I went back and checked birthdates, Rika turned 6 on May 22, and Bubba turned 2 March 12.  By the time the new puppy is 3, Rika will be 9, and Bubba 5.  Rika will be ready for an easier life and the other 2 will be 5 and 3, just the ages to bring in number 4.  Another bitch as long as Bubba is around, since adult male Anatolians never get along.  We would love to get a trained herding dog, but are worried that the Anatolians would just kill it.

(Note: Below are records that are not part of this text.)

//! Host view: the report and chart regions, driven by `RequestState`.
//!
//! Both regions always mirror the same state. Only `Success` renders
//! fragments; every other state clears whatever was rendered before.

use crate::dom::{Document, ScriptHost};
use crate::orchestrator::RequestState;
use crate::render::{append_placeholder, FragmentRenderer, RegionPolicies, Regions, RenderOutcome, RenderedFragment};

pub const IDLE_PROMPT: &str = "Ask a data question to get started.";
pub const IDLE_CHARTS: &str = "Charts will appear here.";
pub const PROGRESS_MESSAGE: &str = "Running the pipeline...";

#[derive(Debug, Clone, PartialEq, Eq)]
pub enum ViewStatus {
    Placeholder,
    Progress,
    Rendered,
    Failed(String),
}

/// Text view of one rendered figure.
#[derive(Debug, Clone, PartialEq, Eq)]
pub struct ChartSummary {
    pub label: String,
    pub text: String,
    pub scripts: usize,
}

#[derive(Debug)]
pub struct HostView<H> {
    doc: Document<H>,
    regions: Regions,
    renderer: FragmentRenderer,
    fragments: Vec<RenderedFragment>,
    outcome: RenderOutcome,
    status: ViewStatus,
    sql_query: Option<String>,
    reformulated_intent: Option<String>,
}

impl<H: ScriptHost> HostView<H> {
    pub fn new(host: H, policies: RegionPolicies) -> Self {
        let mut doc = Document::new(host);
        let regions = mount_regions(&mut doc);

        let mut view = Self {
            doc,
            regions,
            renderer: FragmentRenderer::new(policies),
            fragments: Vec::new(),
            outcome: RenderOutcome::default(),
            status: ViewStatus::Placeholder,
            sql_query: None,
            reformulated_intent: None,
        };
        view.sync(&RequestState::Idle);
        view
    }

    /// Rebuild both regions for `state`. Called once per transition.
    pub fn sync(&mut self, state: &RequestState) {
        // Nothing from the previous state survives, so start from a fresh arena.
        self.doc.reset();
        self.regions = mount_regions(&mut self.doc);
        self.fragments.clear();
        self.outcome = RenderOutcome::default();
        self.sql_query = None;
        self.reformulated_intent = None;
        match state {
            RequestState::Idle => {
                self.fill(IDLE_PROMPT, IDLE_CHARTS, "placeholder");
                self.status = ViewStatus::Placeholder;
            }
            RequestState::Loading => {
                self.fill(PROGRESS_MESSAGE, PROGRESS_MESSAGE, "progress");
                self.status = ViewStatus::Progress;
            }
            RequestState::Success(response) => {
                self.fragments = RenderedFragment::from_charts(&response.chart_html_list);
                self.outcome = self.renderer.render(&mut self.doc, self.regions, response);
                self.sql_query = response.sql_query.clone();
                self.reformulated_intent = response.reformulated_intent.clone();
                self.status = ViewStatus::Rendered;
            }
            RequestState::Error(message) => {
                self.fill(message, message, "error");
                self.status = ViewStatus::Failed(message.clone());
            }
        }
    }

    pub fn status(&self) -> &ViewStatus {
        &self.status
    }

    /// The message both regions show after a failed call.
    pub fn error_message(&self) -> Option<&str> {
        match &self.status {
            ViewStatus::Failed(message) => Some(message),
            _ => None,
        }
    }

    pub fn document(&self) -> &Document<H> {
        &self.doc
    }

    pub fn document_mut(&mut self) -> &mut Document<H> {
        &mut self.doc
    }

    pub fn regions(&self) -> Regions {
        self.regions
    }

    pub fn fragments(&self) -> &[RenderedFragment] {
        &self.fragments
    }

    pub fn sql_query(&self) -> Option<&str> {
        self.sql_query.as_deref()
    }

    /// How the pipeline restated the question before querying.
    pub fn reformulated_intent(&self) -> Option<&str> {
        self.reformulated_intent.as_deref()
    }

    pub fn scripts_replaced(&self) -> usize {
        self.outcome.scripts_replaced
    }

    pub fn report_text(&self) -> String {
        normalize_whitespace(&self.doc.text_content(self.regions.report))
    }

    pub fn report_markdown(&self) -> String {
        self.doc.to_markdown(self.regions.report)
    }

    pub fn charts_text(&self) -> String {
        normalize_whitespace(&self.doc.text_content(self.regions.charts))
    }

    pub fn chart_summaries(&self) -> Vec<ChartSummary> {
        self.fragments
            .iter()
            .zip(&self.outcome.chart_surfaces)
            .map(|(fragment, surface)| ChartSummary {
                label: fragment.label(),
                text: normalize_whitespace(&self.doc.text_content(*surface)),
                scripts: self.doc.elements_by_tag(*surface, "script").len(),
            })
            .collect()
    }

    fn fill(&mut self, report_message: &str, charts_message: &str, class: &str) {
        for (region, message) in [(self.regions.report, report_message), (self.regions.charts, charts_message)] {
            self.doc.remove_children(region);
            append_placeholder(&mut self.doc, region, message);
            if let Some(p) = self.doc.children(region).first().copied() {
                self.doc.set_attribute(p, "class", class);
            }
        }
    }
}

fn mount_regions<H: ScriptHost>(doc: &mut Document<H>) -> Regions {
    let root = doc.root();
    let main = doc.create_element("main");
    let report = doc.create_element("section");
    doc.set_attribute(report, "id", "report");
    let charts = doc.create_element("section");
    doc.set_attribute(charts, "id", "charts");
    doc.append_child(main, report);
    doc.append_child(main, charts);
    doc.append_child(root, main);
    Regions { report, charts }
}

fn normalize_whitespace(s: &str) -> String {
    s.split_whitespace().collect::<Vec<_>>().join(" ")
}
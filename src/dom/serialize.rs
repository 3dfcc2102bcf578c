//! HTML and markdown serialization of document subtrees.

use super::parse::{is_raw_text, is_void};
use super::{Document, NodeData, NodeId, ScriptHost};

#[derive(Debug, Clone, Copy, Default, PartialEq, Eq)]
pub struct SerializeOptions {
    /// Emit sandboxed iframes as `srcdoc` documents instead of inline
    /// children, so a browser loads (and runs) their content itself.
    pub surfaces_as_srcdoc: bool,
}

pub(crate) fn inner_html<H: ScriptHost>(doc: &Document<H>, node: NodeId, opts: SerializeOptions) -> String {
    let mut out = String::new();
    for child in doc.children(node) {
        write_node(doc, *child, opts, &mut out);
    }
    out
}

pub(crate) fn outer_html<H: ScriptHost>(doc: &Document<H>, node: NodeId, opts: SerializeOptions) -> String {
    let mut out = String::new();
    write_node(doc, node, opts, &mut out);
    out
}

fn write_node<H: ScriptHost>(doc: &Document<H>, node: NodeId, opts: SerializeOptions, out: &mut String) {
    let el = match doc.data(node) {
        NodeData::Text(t) => {
            let raw_parent = doc
                .parent(node)
                .and_then(|p| doc.tag(p))
                .is_some_and(is_raw_text);
            if raw_parent {
                out.push_str(t);
            } else {
                out.push_str(&escape_text(t));
            }
            return;
        }
        NodeData::Element(el) => el,
    };

    out.push('<');
    out.push_str(&el.tag);
    for (k, v) in &el.attrs {
        out.push(' ');
        out.push_str(k);
        out.push_str("=\"");
        out.push_str(&escape_attr(v));
        out.push('"');
    }

    if opts.surfaces_as_srcdoc && el.tag == "iframe" && !doc.children(node).is_empty() {
        let content = inner_html(doc, node, opts);
        out.push_str(" srcdoc=\"");
        out.push_str(&escape_attr(&content));
        out.push_str("\"></iframe>");
        return;
    }

    out.push('>');
    if is_void(&el.tag) {
        return;
    }
    for child in doc.children(node) {
        write_node(doc, *child, opts, out);
    }
    out.push_str("</");
    out.push_str(&el.tag);
    out.push('>');
}

pub(crate) fn escape_text(s: &str) -> String {
    let mut out = String::with_capacity(s.len());
    for c in s.chars() {
        match c {
            '&' => out.push_str("&amp;"),
            '<' => out.push_str("&lt;"),
            '>' => out.push_str("&gt;"),
            '\u{a0}' => out.push_str("&nbsp;"),
            _ => out.push(c),
        }
    }
    out
}

pub(crate) fn escape_attr(s: &str) -> String {
    let mut out = String::with_capacity(s.len());
    for c in s.chars() {
        match c {
            '&' => out.push_str("&amp;"),
            '"' => out.push_str("&quot;"),
            '<' => out.push_str("&lt;"),
            '>' => out.push_str("&gt;"),
            _ => out.push(c),
        }
    }
    out
}

/// Lossy markdown rendition for terminal display. Headings, paragraphs,
/// lists, emphasis, code and line breaks survive; everything else is
/// flattened to its text.
pub(crate) fn to_markdown<H: ScriptHost>(doc: &Document<H>, node: NodeId) -> String {
    let mut blocks: Vec<String> = Vec::new();
    let mut inline = String::new();
    markdown_block(doc, node, &mut blocks, &mut inline);
    flush(&mut blocks, &mut inline);
    blocks.join("\n\n")
}

fn flush(blocks: &mut Vec<String>, inline: &mut String) {
    let text = inline.trim();
    if !text.is_empty() {
        blocks.push(text.to_string());
    }
    inline.clear();
}

fn markdown_block<H: ScriptHost>(doc: &Document<H>, node: NodeId, blocks: &mut Vec<String>, inline: &mut String) {
    for child in doc.children(node) {
        let child = *child;
        let Some(tag) = doc.tag(child) else {
            if let Some(t) = doc.text(child) {
                push_collapsed(inline, t);
            }
            continue;
        };
        match tag {
            "script" | "style" | "head" | "title" => {}
            "h1" | "h2" | "h3" | "h4" | "h5" | "h6" => {
                flush(blocks, inline);
                let level = tag[1..].parse::<usize>().unwrap_or(1);
                let text = markdown_inline(doc, child);
                blocks.push(format!("{} {}", "#".repeat(level), text.trim()));
            }
            "ul" | "ol" => {
                flush(blocks, inline);
                let ordered = tag == "ol";
                let items: Vec<String> = doc
                    .children(child)
                    .iter()
                    .filter(|li| doc.tag(**li) == Some("li"))
                    .enumerate()
                    .map(|(i, li)| {
                        let text = markdown_inline(doc, *li);
                        if ordered {
                            format!("{}. {}", i + 1, text.trim())
                        } else {
                            format!("- {}", text.trim())
                        }
                    })
                    .collect();
                if !items.is_empty() {
                    blocks.push(items.join("\n"));
                }
            }
            "pre" => {
                flush(blocks, inline);
                blocks.push(format!("```\n{}\n```", doc.text_content(child).trim_end()));
            }
            "tr" => {
                flush(blocks, inline);
                let cells: Vec<String> = doc
                    .children(child)
                    .iter()
                    .filter(|c| matches!(doc.tag(**c), Some("td") | Some("th")))
                    .map(|c| markdown_inline(doc, *c).trim().to_string())
                    .collect();
                blocks.push(format!("| {} |", cells.join(" | ")));
            }
            "p" | "div" | "section" | "article" | "header" | "footer" | "main" | "table"
            | "thead" | "tbody" | "blockquote" | "figure" | "iframe" | "body" | "html" => {
                flush(blocks, inline);
                markdown_block(doc, child, blocks, inline);
                flush(blocks, inline);
            }
            _ => inline.push_str(&markdown_inline_element(doc, child, tag)),
        }
    }
}

fn markdown_inline<H: ScriptHost>(doc: &Document<H>, node: NodeId) -> String {
    let mut out = String::new();
    for child in doc.children(node) {
        match doc.tag(*child) {
            Some(tag) => out.push_str(&markdown_inline_element(doc, *child, tag)),
            None => {
                if let Some(t) = doc.text(*child) {
                    push_collapsed(&mut out, t);
                }
            }
        }
    }
    out
}

fn markdown_inline_element<H: ScriptHost>(doc: &Document<H>, node: NodeId, tag: &str) -> String {
    match tag {
        "script" | "style" => String::new(),
        "br" => "\n".to_string(),
        "strong" | "b" => format!("**{}**", markdown_inline(doc, node).trim()),
        "em" | "i" => format!("*{}*", markdown_inline(doc, node).trim()),
        "code" => format!("`{}`", doc.text_content(node)),
        _ => markdown_inline(doc, node),
    }
}

fn push_collapsed(out: &mut String, text: &str) {
    let mut last_space = out.ends_with(' ') || out.is_empty();
    for c in text.chars() {
        if c.is_whitespace() {
            if !last_space {
                out.push(' ');
                last_space = true;
            }
        } else {
            out.push(c);
            last_space = false;
        }
    }
}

Going to email breeder now to find out about litter.


----------



## Ridgetop (Jul 26, 2018)

Over a month since I updated on this thread.  Finally got hold of breeder, her phone was on blink for a couple of weeks.  Pups are due end of July.  She will hold them in with livestock for 16 weeks for me to be able to pick them up.  This will give them a good start.  On the other hand this means we are driving to Virginia from California with our 5th wheel in November.    Not so sure about this time frame.  Tornado and storm season in the plains and Texas?  When is it?

We could fly out and bring the puppy back on a plane but, we prefer to pick up our LGDs and drive home with them since this gives us a chance to bond with them.  They are  out of their element, confused, and we can talk to them as we drive along so they get used to our voices and smell.  We take empty gallon jugs to fill with water from the home place too so they have familiar tasting and smelling water on the way home.  It is a much slower, easier transfer for them.  But the weather . . . ?   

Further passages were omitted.